(Collected data)

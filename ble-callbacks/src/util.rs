use btuuid::BluetoothUuid;

/// Formats a GATT UUID as lowercase hex without dashes, using the short form for 16 and 32-bit
/// UUIDs.
pub fn uuid_string(uuid: &BluetoothUuid) -> String {
    match uuid {
        BluetoothUuid::Uuid16(uuid) => format!("{:04x}", uuid.to_u16()),
        BluetoothUuid::Uuid32(uuid) => format!("{:08x}", uuid.to_u32()),
        BluetoothUuid::Uuid128(uuid) => format!("{:032x}", uuid.to_u128()),
    }
}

→ Work request: Every line in the entries above that mentions the word "BluetoothUuid" must be shown.

→ Result below:
use btuuid::BluetoothUuid;
pub fn uuid_string(uuid: &BluetoothUuid) -> String {
        BluetoothUuid::Uuid16(uuid) => format!("{:04x}", uuid.to_u16()),
        BluetoothUuid::Uuid32(uuid) => format!("{:08x}", uuid.to_u32()),
        BluetoothUuid::Uuid128(uuid) => format!("{:032x}", uuid.to_u128()),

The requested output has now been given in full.